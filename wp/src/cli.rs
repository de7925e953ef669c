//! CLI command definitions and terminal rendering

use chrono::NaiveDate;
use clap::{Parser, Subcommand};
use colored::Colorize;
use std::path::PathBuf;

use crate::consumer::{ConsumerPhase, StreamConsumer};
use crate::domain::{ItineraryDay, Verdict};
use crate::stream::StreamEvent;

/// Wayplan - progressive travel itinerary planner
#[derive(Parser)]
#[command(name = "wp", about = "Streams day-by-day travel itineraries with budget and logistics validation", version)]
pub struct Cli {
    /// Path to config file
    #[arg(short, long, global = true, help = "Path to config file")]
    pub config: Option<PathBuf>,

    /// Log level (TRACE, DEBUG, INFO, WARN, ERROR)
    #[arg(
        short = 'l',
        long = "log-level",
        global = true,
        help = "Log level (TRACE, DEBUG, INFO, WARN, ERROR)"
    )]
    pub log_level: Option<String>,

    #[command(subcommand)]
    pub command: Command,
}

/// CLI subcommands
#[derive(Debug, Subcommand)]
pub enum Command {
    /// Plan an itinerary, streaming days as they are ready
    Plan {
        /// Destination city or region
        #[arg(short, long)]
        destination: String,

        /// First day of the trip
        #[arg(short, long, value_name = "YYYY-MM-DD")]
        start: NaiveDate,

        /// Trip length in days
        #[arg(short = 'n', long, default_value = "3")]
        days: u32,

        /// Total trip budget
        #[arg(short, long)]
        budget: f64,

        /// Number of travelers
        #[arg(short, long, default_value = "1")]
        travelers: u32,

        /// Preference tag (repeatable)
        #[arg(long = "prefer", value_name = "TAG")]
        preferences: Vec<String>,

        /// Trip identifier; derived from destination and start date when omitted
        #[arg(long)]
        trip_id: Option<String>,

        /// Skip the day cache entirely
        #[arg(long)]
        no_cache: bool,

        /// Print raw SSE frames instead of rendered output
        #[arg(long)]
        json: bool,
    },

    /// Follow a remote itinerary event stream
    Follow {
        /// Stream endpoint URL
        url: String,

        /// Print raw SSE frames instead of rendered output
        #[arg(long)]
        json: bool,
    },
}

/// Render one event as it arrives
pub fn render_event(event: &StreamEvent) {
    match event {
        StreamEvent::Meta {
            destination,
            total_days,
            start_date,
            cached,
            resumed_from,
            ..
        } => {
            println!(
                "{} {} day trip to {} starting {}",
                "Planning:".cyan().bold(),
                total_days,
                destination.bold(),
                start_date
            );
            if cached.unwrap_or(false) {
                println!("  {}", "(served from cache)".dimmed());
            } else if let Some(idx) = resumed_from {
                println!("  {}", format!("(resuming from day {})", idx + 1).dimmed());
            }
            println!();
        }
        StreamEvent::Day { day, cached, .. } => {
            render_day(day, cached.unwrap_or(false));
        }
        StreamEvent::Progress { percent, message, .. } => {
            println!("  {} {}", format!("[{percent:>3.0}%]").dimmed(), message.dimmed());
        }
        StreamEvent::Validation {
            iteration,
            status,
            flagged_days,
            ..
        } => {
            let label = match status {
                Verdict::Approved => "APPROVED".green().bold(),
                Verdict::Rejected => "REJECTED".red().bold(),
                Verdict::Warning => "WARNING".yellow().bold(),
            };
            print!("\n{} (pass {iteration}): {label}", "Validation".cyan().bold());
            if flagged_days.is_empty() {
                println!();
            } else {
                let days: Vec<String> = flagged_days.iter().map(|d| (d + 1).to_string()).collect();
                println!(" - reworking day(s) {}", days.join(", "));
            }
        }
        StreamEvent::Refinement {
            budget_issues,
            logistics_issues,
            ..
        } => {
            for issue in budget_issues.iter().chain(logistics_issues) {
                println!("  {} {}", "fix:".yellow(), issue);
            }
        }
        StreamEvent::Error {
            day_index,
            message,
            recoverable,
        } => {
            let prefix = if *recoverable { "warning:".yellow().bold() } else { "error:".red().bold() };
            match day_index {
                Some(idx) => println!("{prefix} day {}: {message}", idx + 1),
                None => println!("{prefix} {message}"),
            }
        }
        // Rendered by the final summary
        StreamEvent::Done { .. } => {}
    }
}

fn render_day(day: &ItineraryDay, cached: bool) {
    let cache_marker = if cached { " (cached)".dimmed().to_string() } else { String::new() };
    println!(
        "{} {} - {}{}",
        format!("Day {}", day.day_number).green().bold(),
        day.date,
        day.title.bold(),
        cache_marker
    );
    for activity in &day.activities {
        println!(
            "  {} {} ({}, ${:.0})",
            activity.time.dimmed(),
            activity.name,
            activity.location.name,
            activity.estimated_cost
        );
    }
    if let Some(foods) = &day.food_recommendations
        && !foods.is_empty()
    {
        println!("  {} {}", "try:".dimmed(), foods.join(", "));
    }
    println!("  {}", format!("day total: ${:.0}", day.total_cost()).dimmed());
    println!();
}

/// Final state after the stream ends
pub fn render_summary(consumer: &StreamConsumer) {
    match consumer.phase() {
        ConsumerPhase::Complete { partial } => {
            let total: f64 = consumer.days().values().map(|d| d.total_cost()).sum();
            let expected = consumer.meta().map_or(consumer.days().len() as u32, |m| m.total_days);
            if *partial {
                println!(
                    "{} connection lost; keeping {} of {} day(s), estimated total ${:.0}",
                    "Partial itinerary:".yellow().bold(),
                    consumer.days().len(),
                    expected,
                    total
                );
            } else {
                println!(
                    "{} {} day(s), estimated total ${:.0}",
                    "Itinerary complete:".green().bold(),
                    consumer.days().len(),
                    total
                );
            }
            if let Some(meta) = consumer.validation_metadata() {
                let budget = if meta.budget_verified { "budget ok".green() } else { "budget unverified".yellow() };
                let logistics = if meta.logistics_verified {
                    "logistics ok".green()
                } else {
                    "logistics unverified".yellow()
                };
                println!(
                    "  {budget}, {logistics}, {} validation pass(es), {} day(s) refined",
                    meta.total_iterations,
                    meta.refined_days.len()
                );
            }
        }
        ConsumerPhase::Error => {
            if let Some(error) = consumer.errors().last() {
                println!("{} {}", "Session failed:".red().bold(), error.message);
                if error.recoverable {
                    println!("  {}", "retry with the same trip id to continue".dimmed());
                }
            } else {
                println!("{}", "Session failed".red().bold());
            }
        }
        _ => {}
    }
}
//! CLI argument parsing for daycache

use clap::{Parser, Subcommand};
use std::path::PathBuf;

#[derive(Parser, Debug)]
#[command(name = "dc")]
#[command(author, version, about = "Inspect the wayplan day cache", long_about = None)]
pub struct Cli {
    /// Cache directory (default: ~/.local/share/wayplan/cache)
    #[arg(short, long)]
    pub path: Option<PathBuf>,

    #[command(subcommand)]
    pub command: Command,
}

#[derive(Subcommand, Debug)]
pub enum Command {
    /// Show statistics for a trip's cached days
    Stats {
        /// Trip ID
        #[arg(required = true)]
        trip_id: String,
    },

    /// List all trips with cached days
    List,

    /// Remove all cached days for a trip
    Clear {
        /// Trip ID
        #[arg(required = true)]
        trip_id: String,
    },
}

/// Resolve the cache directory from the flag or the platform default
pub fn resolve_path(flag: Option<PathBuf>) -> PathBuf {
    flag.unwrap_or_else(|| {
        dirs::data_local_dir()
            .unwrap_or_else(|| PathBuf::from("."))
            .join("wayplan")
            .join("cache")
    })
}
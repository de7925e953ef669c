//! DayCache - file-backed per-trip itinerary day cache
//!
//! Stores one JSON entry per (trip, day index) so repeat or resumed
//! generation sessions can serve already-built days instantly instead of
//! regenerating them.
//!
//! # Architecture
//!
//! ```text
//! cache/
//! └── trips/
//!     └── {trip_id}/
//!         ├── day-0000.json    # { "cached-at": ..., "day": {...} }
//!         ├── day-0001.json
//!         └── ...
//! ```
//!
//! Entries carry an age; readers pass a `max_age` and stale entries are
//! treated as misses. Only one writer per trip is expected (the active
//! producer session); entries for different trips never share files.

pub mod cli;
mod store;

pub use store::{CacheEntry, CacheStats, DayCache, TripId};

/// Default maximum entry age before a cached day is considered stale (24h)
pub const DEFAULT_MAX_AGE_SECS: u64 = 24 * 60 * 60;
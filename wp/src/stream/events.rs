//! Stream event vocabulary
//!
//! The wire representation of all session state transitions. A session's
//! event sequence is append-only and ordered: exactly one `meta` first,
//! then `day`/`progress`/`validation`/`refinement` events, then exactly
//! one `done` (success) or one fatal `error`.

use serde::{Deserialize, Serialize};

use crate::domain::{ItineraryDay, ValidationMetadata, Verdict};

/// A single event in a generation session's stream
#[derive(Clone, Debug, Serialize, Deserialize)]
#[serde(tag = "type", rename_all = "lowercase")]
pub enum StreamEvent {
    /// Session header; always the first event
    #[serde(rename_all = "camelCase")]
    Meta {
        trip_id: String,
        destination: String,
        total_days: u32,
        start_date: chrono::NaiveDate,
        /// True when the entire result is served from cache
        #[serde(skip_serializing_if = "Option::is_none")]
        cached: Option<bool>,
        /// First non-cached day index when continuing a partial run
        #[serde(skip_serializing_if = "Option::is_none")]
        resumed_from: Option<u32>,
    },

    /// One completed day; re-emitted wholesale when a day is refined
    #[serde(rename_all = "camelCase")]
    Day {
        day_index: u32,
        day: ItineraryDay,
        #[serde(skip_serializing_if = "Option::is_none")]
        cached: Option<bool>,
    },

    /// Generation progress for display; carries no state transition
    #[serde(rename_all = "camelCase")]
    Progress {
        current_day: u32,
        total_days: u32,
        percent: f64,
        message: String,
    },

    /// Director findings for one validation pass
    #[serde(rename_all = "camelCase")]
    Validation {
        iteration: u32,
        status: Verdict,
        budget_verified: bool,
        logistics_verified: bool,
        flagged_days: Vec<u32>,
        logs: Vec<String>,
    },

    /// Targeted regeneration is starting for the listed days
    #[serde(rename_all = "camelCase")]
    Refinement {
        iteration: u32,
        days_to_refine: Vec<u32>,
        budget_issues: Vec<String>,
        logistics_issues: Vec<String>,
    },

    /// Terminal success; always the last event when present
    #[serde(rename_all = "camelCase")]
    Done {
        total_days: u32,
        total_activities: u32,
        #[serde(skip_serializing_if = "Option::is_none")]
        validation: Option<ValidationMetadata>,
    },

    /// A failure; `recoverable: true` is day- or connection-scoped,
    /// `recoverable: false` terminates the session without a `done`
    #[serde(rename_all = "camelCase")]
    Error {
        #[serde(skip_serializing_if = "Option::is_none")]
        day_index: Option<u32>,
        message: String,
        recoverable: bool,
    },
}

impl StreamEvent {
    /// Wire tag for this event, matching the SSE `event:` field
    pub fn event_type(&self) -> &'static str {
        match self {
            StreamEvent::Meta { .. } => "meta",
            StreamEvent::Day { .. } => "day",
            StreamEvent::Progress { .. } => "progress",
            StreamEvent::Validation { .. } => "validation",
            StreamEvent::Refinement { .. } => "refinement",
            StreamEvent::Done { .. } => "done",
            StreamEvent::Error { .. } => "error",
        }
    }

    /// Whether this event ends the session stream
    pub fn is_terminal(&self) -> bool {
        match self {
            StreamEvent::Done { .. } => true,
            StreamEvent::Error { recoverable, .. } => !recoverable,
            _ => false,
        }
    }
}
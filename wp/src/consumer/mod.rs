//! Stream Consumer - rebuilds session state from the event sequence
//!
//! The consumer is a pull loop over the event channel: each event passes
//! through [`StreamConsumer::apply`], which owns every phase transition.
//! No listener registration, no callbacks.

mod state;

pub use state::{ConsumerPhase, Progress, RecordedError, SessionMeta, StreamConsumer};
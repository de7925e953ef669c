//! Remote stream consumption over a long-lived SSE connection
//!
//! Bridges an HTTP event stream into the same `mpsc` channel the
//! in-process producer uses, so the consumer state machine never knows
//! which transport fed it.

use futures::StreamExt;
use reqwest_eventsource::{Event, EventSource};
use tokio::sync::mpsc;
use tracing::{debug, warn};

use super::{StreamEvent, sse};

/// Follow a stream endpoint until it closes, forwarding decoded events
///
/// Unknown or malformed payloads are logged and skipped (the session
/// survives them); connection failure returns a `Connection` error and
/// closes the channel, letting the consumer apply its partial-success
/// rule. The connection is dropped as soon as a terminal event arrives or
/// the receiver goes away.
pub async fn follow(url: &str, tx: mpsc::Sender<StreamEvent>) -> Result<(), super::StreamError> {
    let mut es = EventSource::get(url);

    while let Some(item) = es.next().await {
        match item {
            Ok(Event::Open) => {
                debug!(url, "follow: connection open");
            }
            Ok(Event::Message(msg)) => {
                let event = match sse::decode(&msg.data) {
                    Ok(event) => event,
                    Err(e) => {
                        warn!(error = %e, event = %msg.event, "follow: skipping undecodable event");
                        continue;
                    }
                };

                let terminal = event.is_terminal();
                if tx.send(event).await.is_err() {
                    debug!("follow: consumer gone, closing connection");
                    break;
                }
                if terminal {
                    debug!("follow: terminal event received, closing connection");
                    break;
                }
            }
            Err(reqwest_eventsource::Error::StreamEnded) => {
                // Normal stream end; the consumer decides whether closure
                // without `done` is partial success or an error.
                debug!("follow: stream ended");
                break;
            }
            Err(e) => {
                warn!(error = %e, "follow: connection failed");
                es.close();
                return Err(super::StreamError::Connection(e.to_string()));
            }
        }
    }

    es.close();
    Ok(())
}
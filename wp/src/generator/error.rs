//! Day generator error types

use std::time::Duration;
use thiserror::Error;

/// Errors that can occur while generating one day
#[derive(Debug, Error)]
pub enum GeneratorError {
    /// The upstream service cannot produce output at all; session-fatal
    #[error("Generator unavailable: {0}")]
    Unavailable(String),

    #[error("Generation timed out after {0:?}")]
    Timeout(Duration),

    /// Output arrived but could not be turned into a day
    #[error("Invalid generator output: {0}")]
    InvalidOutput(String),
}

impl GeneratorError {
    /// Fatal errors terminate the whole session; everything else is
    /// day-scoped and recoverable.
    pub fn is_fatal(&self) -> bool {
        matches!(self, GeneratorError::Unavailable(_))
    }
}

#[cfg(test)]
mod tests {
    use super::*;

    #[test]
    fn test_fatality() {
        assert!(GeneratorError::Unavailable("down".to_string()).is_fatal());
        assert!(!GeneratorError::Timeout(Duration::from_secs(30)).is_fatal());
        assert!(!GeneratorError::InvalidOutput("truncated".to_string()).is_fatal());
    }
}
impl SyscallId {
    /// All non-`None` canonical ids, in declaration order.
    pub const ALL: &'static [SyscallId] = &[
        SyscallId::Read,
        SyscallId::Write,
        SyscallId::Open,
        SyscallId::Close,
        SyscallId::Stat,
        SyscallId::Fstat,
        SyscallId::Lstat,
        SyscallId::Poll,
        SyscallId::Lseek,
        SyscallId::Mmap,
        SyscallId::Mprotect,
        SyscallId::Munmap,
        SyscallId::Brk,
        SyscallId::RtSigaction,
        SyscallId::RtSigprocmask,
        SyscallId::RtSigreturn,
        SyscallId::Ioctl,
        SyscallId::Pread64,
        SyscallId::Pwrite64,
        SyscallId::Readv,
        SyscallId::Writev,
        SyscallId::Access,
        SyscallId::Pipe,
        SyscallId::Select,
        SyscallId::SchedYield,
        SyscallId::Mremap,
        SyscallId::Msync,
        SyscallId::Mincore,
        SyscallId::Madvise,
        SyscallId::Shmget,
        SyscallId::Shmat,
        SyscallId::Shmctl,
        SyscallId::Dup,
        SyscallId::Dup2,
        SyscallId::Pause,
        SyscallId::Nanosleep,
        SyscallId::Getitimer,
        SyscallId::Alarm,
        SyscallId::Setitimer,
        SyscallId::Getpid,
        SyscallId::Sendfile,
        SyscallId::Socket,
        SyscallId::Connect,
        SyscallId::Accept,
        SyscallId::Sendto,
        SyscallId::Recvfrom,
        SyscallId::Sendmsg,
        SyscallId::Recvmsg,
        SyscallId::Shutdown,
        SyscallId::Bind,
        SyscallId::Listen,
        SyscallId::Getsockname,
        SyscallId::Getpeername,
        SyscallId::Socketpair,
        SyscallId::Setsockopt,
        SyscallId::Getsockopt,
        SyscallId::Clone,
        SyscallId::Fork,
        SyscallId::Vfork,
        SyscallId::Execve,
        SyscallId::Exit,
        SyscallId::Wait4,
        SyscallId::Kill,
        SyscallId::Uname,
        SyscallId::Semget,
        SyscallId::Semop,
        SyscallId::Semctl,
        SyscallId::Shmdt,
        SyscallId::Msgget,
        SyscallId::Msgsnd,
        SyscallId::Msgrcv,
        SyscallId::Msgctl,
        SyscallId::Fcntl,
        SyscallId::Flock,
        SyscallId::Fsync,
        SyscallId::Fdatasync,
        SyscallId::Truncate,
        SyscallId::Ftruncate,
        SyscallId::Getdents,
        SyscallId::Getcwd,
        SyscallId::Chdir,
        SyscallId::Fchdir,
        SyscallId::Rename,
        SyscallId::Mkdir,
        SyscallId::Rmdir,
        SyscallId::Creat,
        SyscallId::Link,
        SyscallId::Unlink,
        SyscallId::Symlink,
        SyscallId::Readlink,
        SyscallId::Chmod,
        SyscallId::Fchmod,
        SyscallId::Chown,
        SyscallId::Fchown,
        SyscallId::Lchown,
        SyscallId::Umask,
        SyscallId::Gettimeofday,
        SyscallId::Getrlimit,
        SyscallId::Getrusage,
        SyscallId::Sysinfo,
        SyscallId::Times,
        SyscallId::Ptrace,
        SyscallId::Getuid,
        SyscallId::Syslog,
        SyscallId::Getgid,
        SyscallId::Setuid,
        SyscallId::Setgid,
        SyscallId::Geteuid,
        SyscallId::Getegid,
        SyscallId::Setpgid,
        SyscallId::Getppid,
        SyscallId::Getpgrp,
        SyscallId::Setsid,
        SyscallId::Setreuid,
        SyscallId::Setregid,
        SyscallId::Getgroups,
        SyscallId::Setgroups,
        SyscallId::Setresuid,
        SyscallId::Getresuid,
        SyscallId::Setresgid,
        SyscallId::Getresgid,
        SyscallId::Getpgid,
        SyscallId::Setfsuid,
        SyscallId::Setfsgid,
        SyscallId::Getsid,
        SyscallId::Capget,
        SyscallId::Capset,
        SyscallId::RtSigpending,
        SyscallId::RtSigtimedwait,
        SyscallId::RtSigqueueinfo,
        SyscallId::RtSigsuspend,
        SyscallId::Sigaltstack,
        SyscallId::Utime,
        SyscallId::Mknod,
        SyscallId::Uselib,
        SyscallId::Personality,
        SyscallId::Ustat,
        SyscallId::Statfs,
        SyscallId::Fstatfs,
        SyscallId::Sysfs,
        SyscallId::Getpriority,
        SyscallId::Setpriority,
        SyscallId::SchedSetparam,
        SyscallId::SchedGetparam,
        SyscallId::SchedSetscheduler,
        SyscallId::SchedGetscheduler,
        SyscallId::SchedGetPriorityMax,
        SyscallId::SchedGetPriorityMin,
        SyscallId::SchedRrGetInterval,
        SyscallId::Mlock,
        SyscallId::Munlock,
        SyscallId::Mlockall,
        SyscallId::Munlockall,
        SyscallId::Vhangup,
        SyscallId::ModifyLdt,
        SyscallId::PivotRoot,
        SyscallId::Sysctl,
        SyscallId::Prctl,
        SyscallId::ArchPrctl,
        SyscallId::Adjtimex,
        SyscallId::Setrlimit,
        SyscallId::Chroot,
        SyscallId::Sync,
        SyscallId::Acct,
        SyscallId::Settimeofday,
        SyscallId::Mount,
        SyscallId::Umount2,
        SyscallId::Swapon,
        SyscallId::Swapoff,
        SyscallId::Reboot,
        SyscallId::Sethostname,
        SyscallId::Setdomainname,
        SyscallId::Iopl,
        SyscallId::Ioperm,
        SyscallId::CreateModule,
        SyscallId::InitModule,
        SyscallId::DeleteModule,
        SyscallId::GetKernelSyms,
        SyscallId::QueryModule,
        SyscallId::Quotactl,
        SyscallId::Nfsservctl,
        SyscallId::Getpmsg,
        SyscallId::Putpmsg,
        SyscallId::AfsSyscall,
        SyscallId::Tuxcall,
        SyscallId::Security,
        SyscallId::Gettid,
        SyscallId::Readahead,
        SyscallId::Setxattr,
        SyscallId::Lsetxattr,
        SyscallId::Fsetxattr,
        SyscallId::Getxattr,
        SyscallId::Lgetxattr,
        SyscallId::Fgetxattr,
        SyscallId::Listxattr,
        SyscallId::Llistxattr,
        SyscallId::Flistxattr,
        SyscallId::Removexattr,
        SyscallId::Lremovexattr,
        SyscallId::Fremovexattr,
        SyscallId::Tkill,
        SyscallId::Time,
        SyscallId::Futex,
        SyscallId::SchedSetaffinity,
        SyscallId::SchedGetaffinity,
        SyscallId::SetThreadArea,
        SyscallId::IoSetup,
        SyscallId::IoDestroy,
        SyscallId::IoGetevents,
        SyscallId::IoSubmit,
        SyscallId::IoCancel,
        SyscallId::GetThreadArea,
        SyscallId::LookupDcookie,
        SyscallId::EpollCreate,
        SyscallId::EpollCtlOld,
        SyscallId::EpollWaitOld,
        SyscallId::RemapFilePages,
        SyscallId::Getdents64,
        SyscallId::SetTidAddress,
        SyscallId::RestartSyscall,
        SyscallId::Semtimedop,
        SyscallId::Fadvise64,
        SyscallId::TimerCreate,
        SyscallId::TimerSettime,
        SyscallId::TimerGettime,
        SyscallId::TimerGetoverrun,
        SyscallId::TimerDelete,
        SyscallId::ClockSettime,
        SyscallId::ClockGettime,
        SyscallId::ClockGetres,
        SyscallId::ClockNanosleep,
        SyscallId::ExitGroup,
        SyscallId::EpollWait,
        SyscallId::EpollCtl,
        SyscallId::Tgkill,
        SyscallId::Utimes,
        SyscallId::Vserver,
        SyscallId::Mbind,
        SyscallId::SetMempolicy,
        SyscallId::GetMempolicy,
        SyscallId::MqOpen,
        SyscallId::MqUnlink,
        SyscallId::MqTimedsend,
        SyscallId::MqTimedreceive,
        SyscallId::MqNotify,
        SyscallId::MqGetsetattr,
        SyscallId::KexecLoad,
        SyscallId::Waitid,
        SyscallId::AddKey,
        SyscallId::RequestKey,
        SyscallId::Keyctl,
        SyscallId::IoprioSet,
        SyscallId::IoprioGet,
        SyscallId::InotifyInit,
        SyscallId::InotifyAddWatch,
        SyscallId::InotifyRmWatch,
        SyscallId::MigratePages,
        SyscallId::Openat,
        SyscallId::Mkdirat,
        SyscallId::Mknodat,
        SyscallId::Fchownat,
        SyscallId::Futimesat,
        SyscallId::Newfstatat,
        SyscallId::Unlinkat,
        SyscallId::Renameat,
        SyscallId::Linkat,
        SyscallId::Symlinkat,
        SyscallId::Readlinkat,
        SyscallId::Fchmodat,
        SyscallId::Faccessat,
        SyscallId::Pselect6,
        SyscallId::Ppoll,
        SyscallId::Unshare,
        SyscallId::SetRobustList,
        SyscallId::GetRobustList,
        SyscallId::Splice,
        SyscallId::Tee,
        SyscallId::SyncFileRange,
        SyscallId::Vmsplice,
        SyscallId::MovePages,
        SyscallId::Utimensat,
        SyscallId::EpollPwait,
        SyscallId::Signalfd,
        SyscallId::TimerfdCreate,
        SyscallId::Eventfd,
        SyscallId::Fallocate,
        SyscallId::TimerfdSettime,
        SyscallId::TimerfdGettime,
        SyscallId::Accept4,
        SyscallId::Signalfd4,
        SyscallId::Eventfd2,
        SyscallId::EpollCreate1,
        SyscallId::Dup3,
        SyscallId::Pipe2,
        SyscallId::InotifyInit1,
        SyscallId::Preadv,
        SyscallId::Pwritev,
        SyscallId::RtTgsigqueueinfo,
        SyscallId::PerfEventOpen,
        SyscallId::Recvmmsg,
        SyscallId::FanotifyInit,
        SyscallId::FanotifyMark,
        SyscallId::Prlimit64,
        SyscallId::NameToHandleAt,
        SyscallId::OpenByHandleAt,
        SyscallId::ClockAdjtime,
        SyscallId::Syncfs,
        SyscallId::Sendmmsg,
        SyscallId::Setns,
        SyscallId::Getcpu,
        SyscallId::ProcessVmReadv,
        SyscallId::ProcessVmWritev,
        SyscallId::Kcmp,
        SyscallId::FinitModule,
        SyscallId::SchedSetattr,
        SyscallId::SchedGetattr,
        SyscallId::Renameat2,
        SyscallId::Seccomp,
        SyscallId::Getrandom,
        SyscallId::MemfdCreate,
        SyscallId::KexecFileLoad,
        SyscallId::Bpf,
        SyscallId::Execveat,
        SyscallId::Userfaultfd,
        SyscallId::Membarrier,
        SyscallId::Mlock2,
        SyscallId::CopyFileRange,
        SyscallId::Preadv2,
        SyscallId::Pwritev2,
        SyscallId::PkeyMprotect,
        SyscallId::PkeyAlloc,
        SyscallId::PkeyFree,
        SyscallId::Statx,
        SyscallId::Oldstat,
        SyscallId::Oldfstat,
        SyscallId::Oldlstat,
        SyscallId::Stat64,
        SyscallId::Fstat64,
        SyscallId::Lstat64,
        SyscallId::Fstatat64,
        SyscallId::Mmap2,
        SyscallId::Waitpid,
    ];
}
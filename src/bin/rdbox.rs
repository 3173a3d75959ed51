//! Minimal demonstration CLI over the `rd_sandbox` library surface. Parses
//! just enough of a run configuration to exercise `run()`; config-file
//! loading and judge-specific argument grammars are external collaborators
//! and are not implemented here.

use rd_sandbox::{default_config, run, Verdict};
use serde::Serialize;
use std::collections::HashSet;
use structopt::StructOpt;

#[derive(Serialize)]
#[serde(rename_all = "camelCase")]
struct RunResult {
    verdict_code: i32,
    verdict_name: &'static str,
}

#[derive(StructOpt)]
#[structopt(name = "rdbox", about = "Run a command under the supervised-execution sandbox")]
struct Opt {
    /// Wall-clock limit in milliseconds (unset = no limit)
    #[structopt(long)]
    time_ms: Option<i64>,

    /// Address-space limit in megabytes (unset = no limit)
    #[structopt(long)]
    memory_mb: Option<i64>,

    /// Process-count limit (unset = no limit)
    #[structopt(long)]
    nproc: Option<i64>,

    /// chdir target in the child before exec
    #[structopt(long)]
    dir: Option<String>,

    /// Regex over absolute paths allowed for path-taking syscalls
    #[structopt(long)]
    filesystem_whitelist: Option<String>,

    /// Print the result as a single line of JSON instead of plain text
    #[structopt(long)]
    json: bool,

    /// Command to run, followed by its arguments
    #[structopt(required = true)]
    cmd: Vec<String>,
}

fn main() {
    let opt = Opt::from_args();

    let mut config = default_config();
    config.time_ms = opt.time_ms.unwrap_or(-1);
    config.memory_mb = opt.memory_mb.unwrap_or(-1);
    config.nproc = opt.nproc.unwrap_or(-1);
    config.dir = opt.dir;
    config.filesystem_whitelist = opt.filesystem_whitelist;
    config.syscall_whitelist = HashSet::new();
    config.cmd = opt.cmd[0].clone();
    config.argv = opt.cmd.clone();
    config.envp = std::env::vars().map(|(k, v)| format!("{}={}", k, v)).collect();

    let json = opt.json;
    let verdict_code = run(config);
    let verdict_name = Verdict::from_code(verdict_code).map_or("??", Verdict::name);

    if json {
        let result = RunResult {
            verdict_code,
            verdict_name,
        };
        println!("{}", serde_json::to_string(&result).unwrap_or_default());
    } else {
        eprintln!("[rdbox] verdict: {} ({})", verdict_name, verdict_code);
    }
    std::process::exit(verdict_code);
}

::::::

INSTRUCTIONS TO FOLLOW: Retrieve each line from the records above where the word "Duration" occurs.

FINAL ANSWER:
use std::time::Duration;
    Timeout(Duration),
        assert!(!GeneratorError::Timeout(Duration::from_secs(30)).is_fatal());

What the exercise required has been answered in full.